Partnership Work

Many issues we need to deal with to restore a healthy Living Landscape to Sussex are at such a large scale that we can only tackle them by working together with communities, government organisations, landowners and others. Sussex Wildlife Trust is working at a landscape and river catchment scale to deliver and support partnership projects wherever we can.


Catchment Partnerships

Sussex Wildlife Trust works closely with all the Sussex Catchment Partnerships. We are joint catchment leads with the Rivers Trust on the Cuckmere and Pevensey Partnership, and we play key roles in the Adur & Ouse Pilot project, the Arun & Western Streams Partnership, and the Romney and Rother catchment partnerships. The catchment partnerships have been brought together to try to get all our rivers into Good Ecological Status by 2027, tackling issues such as diffuse and direct pollution, water resources and enabling fish migration in line with the European Water Framework Directive.

Project partnerships

We help to fund and develop a wide range of Living Landscape projects, and we help to deliver a number of external partnership projects across the County including:

Sussex Flow Initiative

West Weald Landscape Project

The Living Coast

Sussex Wildlife Trust is proud to support ‘The Living Coast’ as a member of the Brighton & Lewes Downs Biosphere Partnership. The Living Coast is recognised by UNESCO as a World Biosphere Region based on its mission to pioneer a positive future by connecting people and nature in this world-class environment of Downs, Towns and Coast. Everyone is encouraged to play a part to ‘Follow Your Better Nature’.

Working Partnerships

We work closely with a number of key organisations on a wide range of projects across the County, including the Environment Agency, Natural England, the South Downs National Park Authority, the National Trust, the RSPB, the Rivers Trusts and others.

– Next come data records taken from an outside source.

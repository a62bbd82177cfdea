use crate::node::{Lookup, NodeKind};
use crate::tree::{NodeId, Tree};
use crate::value::{Map, Value};

/// Walks `path` through `base` from the `"params"` key. A string names the leaf;
/// a map descends one level under its first key.
pub fn walk_params(base: &Map, path: &Map) -> Option<Value> {
    let mut item = base;
    let mut path = path;
    let mut property = "params";

    loop {
        match path.get(property)? {
            Value::Str(next) => return item.get(property)?.as_map()?.get(next).cloned(),
            Value::Map(next) => {
                item = item.get(property)?.as_map()?;
                path = next;
                property = next.keys().next().map(String::as_str)?;
            }
            _ => return None,
        }
    }
}

impl Tree {
    /// `"search": "children"` searches down, anything else up. With `"id"`, only
    /// the node carrying that name answers.
    pub fn get_value(&self, node: NodeId, originator: NodeId, info: &Map) -> Option<Value> {
        let current = self.get(node)?;
        let up = info.get("search").and_then(Value::as_str) != Some("children");
        let here = match info.get("id").and_then(Value::as_str) {
            Some(id) => current.name.as_deref() == Some(id),
            None => true,
        };

        match info.get("property") {
            Some(Value::Str(property)) if here => {
                return self.get_property_value(node, originator, property);
            }
            Some(Value::Map(properties)) if here => {
                return self.get_properties_value(node, originator, properties);
            }
            _ => {}
        }

        if up {
            let parent = self.parent(node)?;
            self.get_value(parent, originator, info)
        } else {
            current
                .children
                .iter()
                .find_map(|child| self.get_value(*child, originator, info))
        }
    }

    pub fn get_property_value(
        &self,
        node: NodeId,
        originator: NodeId,
        property: &str,
    ) -> Option<Value> {
        let current = self.get(node)?;
        if let Some(Lookup::Resolved(value)) = current
            .behavior
            .as_ref()
            .map(|b| b.property(originator, property))
        {
            return value;
        }
        if let Some(value) = current.fields().and_then(|f| f.get(property)) {
            return Some(value.clone());
        }
        let parent = self.parent(node)?;
        self.get_property_value(parent, originator, property)
    }

    pub fn get_properties_value(
        &self,
        node: NodeId,
        originator: NodeId,
        info: &Map,
    ) -> Option<Value> {
        let current = self.get(node)?;
        if let Some(Lookup::Resolved(value)) = current
            .behavior
            .as_ref()
            .map(|b| b.properties(originator, info))
        {
            return value;
        }
        if let NodeKind::Request(request) = &current.kind {
            // Requests answer for themselves and never delegate.
            if info.keys().next().map(String::as_str) != Some("params") {
                return None;
            }
            let (Some(_params), Some(data)) = (&request.params, &request.data) else {
                return None;
            };
            let base = Map::from([("params".to_string(), Value::Map(data.clone()))]);
            return walk_params(&base, info);
        }
        let parent = self.parent(node)?;
        self.get_properties_value(parent, originator, info)
    }

    /// Replaces every top-level `{"valueOf": {...}}` entry with its resolved
    /// value, or `""` when nothing resolves.
    pub fn evaluate(&self, node: NodeId, info: &Map) -> Map {
        info.iter()
            .map(|(key, value)| {
                let resolved = match value.get("valueOf").and_then(Value::as_map) {
                    Some(reference) => self
                        .get_value(node, node, reference)
                        .unwrap_or_else(|| Value::Str(String::new())),
                    None => value.clone(),
                };
                (key.clone(), resolved)
            })
            .collect()
    }
}

#[cfg(test)]
mod tests {
    use super::*;
    use crate::error::Verb;
    use crate::event::EventHandler;
    use crate::node::{NodeBehavior, RequestState};
    use serde_json::json;
    use std::cell::RefCell;
    use std::rc::Rc;

    fn map(json: serde_json::Value) -> Map {
        Value::from(json).as_map().cloned().unwrap_or_default()
    }

    fn element(tree: &mut Tree, parent: Option<NodeId>, fields: serde_json::Value) -> NodeId {
        tree.insert(
            parent,
            None,
            EventHandler::default(),
            NodeKind::Element(map(fields)),
        )
    }

    #[test]
    fn walk_reaches_nested_leaf() {
        let base = map(json!({"params": {"user": {"name": "Ann"}}}));
        let path = map(json!({"params": {"user": "name"}}));
        assert_eq!(walk_params(&base, &path), Some(Value::from("Ann")));

        let missing = map(json!({"params": {"user": "age"}}));
        assert_eq!(walk_params(&base, &missing), None);
    }

    #[test]
    fn walk_stops_on_type_mismatch() {
        let base = map(json!({"params": {"user": "Ann"}}));
        assert_eq!(walk_params(&base, &map(json!({"params": {"user": "name"}}))), None);
        assert_eq!(walk_params(&base, &map(json!({"params": 3}))), None);
        assert_eq!(walk_params(&base, &map(json!({"params": {}}))), None);
    }

    #[test]
    fn upward_search_reaches_ancestor() {
        let mut tree = Tree::new();
        let root = element(&mut tree, None, json!({"foo": "bar"}));
        let page = element(&mut tree, Some(root), json!({}));
        let leaf = element(&mut tree, Some(page), json!({}));

        let info = map(json!({"property": "foo"}));
        assert_eq!(tree.get_value(leaf, leaf, &info), Some(Value::from("bar")));
        let missing = map(json!({"property": "nope"}));
        assert_eq!(tree.get_value(leaf, leaf, &missing), None);
    }

    #[test]
    fn nearest_ancestor_wins() {
        let mut tree = Tree::new();
        let root = element(&mut tree, None, json!({"foo": 1}));
        let page = element(&mut tree, Some(root), json!({"foo": 2}));
        let leaf = element(&mut tree, Some(page), json!({}));
        let info = map(json!({"property": "foo"}));
        assert_eq!(tree.get_value(leaf, leaf, &info), Some(Value::Int(2)));
    }

    #[test]
    fn evaluate_substitutes_value_of() {
        let mut tree = Tree::new();
        let root = element(&mut tree, None, json!({"foo": "V"}));
        let leaf = element(&mut tree, Some(root), json!({}));

        let info = map(json!({
            "x": {"valueOf": {"property": "foo"}},
            "y": {"valueOf": {"property": "absent"}},
            "z": 5,
            "w": {"plain": true}
        }));
        let out = tree.evaluate(leaf, &info);
        assert_eq!(out.get("x"), Some(&Value::from("V")));
        assert_eq!(out.get("y"), Some(&Value::from("")));
        assert_eq!(out.get("z"), Some(&Value::Int(5)));
        assert_eq!(out.get("w"), info.get("w"));
    }

    #[derive(Debug)]
    struct Fixed(&'static str);

    impl NodeBehavior for Fixed {
        fn property(&self, _originator: NodeId, name: &str) -> Lookup {
            if name == "label" {
                Lookup::Resolved(Some(Value::from(self.0)))
            } else {
                Lookup::Delegate
            }
        }
    }

    #[test]
    fn behavior_overrides_property_lookup() {
        let mut tree = Tree::new();
        let root = element(&mut tree, None, json!({"label": "root"}));
        let page = element(&mut tree, Some(root), json!({}));
        tree.set_behavior(page, Box::new(Fixed("page")));

        let label = map(json!({"property": "label"}));
        assert_eq!(tree.get_value(page, page, &label), Some(Value::from("page")));
        let foo = map(json!({"property": "label", "id": "elsewhere"}));
        assert_eq!(tree.get_value(page, page, &foo), None);
    }

    #[derive(Debug, Default)]
    struct Recorder {
        seen: Rc<RefCell<Vec<NodeId>>>,
    }

    impl NodeBehavior for Recorder {
        fn property(&self, originator: NodeId, _name: &str) -> Lookup {
            self.seen.borrow_mut().push(originator);
            Lookup::Resolved(Some(Value::from("recorded")))
        }

        fn properties(&self, originator: NodeId, _info: &Map) -> Lookup {
            self.seen.borrow_mut().push(originator);
            Lookup::Resolved(Some(Value::from("recorded")))
        }
    }

    #[test]
    fn originator_reaches_overrides_unchanged() {
        let mut tree = Tree::new();
        let root = element(&mut tree, None, json!({}));
        let page = element(&mut tree, Some(root), json!({}));
        let leaf = element(&mut tree, Some(page), json!({}));
        let slot = named(&mut tree, leaf, "slot", json!({}));

        let above = Recorder::default();
        let above_seen = above.seen.clone();
        tree.set_behavior(root, Box::new(above));
        let below = Recorder::default();
        let below_seen = below.seen.clone();
        tree.set_behavior(slot, Box::new(below));

        let label = map(json!({"property": "label"}));
        assert_eq!(tree.get_value(page, leaf, &label), Some(Value::from("recorded")));
        assert_eq!(*above_seen.borrow(), vec![leaf]);

        let params = map(json!({"property": {"params": "k"}}));
        assert_eq!(tree.get_value(leaf, leaf, &params), Some(Value::from("recorded")));
        assert_eq!(*above_seen.borrow(), vec![leaf, leaf]);

        let down = map(json!({"id": "slot", "property": "label", "search": "children"}));
        assert_eq!(tree.get_value(page, page, &down), Some(Value::from("recorded")));
        assert_eq!(*below_seen.borrow(), vec![page]);
        let down = map(json!({"id": "slot", "property": {"params": "k"}, "search": "children"}));
        assert_eq!(tree.get_value(root, leaf, &down), Some(Value::from("recorded")));
        assert_eq!(*below_seen.borrow(), vec![page, leaf]);
        assert_eq!(*above_seen.borrow(), vec![leaf, leaf]);
    }

    fn named(tree: &mut Tree, parent: NodeId, name: &str, fields: serde_json::Value) -> NodeId {
        tree.insert(
            Some(parent),
            Some(name.to_string()),
            EventHandler::default(),
            NodeKind::Element(map(fields)),
        )
    }

    #[test]
    fn downward_search_returns_first_child_in_order() {
        let mut tree = Tree::new();
        let root = element(&mut tree, None, json!({}));
        let a = named(&mut tree, root, "a", json!({}));
        let b = named(&mut tree, root, "title", json!({"text": "first"}));
        named(&mut tree, a, "title", json!({"text": "nested"}));
        named(&mut tree, b, "title", json!({"text": "deeper"}));

        // `a` is declared first, so its descendant wins over the later sibling.
        let info = map(json!({"id": "title", "property": "text", "search": "children"}));
        assert_eq!(tree.get_value(root, root, &info), Some(Value::from("nested")));

        let absent = map(json!({"id": "caption", "property": "text", "search": "children"}));
        assert_eq!(tree.get_value(root, root, &absent), None);
    }

    #[test]
    fn named_upward_search_skips_other_ancestors() {
        let mut tree = Tree::new();
        let root = tree.insert(
            None,
            Some("book".to_string()),
            EventHandler::default(),
            NodeKind::Element(map(json!({"title": "Book"}))),
        );
        let page = named(&mut tree, root, "page", json!({"title": "Page"}));
        let leaf = named(&mut tree, page, "leaf", json!({}));

        let info = map(json!({"id": "book", "property": "title"}));
        assert_eq!(tree.get_value(leaf, leaf, &info), Some(Value::from("Book")));
    }

    #[test]
    fn request_nodes_expose_params_path() {
        let mut tree = Tree::new();
        let root = element(&mut tree, None, json!({}));
        let mut state = RequestState::new(Verb::Get);
        state.data = Some(map(json!({"k": 1, "user": {"name": "Ann"}})));
        state.params = Some(Map::new());
        let get = tree.spawn(root, EventHandler::default(), NodeKind::Request(state));

        let k = map(json!({"property": {"params": "k"}}));
        assert_eq!(tree.get_value(get, get, &k), Some(Value::Int(1)));
        let name = map(json!({"property": {"params": {"user": "name"}}}));
        assert_eq!(tree.get_value(get, get, &name), Some(Value::from("Ann")));
        let other = map(json!({"property": {"other": "k"}}));
        assert_eq!(tree.get_value(get, get, &other), None);
    }

    #[test]
    fn request_without_exposed_data_resolves_nothing() {
        let mut tree = Tree::new();
        let root = element(&mut tree, None, json!({}));
        let get = tree.spawn(
            root,
            EventHandler::default(),
            NodeKind::Request(RequestState::new(Verb::Get)),
        );
        let k = map(json!({"property": {"params": "k"}}));
        assert_eq!(tree.get_value(get, get, &k), None);
    }
}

Modelling the potential to create a Living Landscape

We are trying to ensure that important habitat networks are restored efficiently and effectively across our Sussex landscapes. We have created detailed computer models called Habitat Potential Models (HPM’s) to show the best places to target habitat restoration in the County for a number of priority habitats such as fen and chalk grassland. HPM’s are a guide to help us work more effectively to deliver a connected and healthy landscape at a large scale.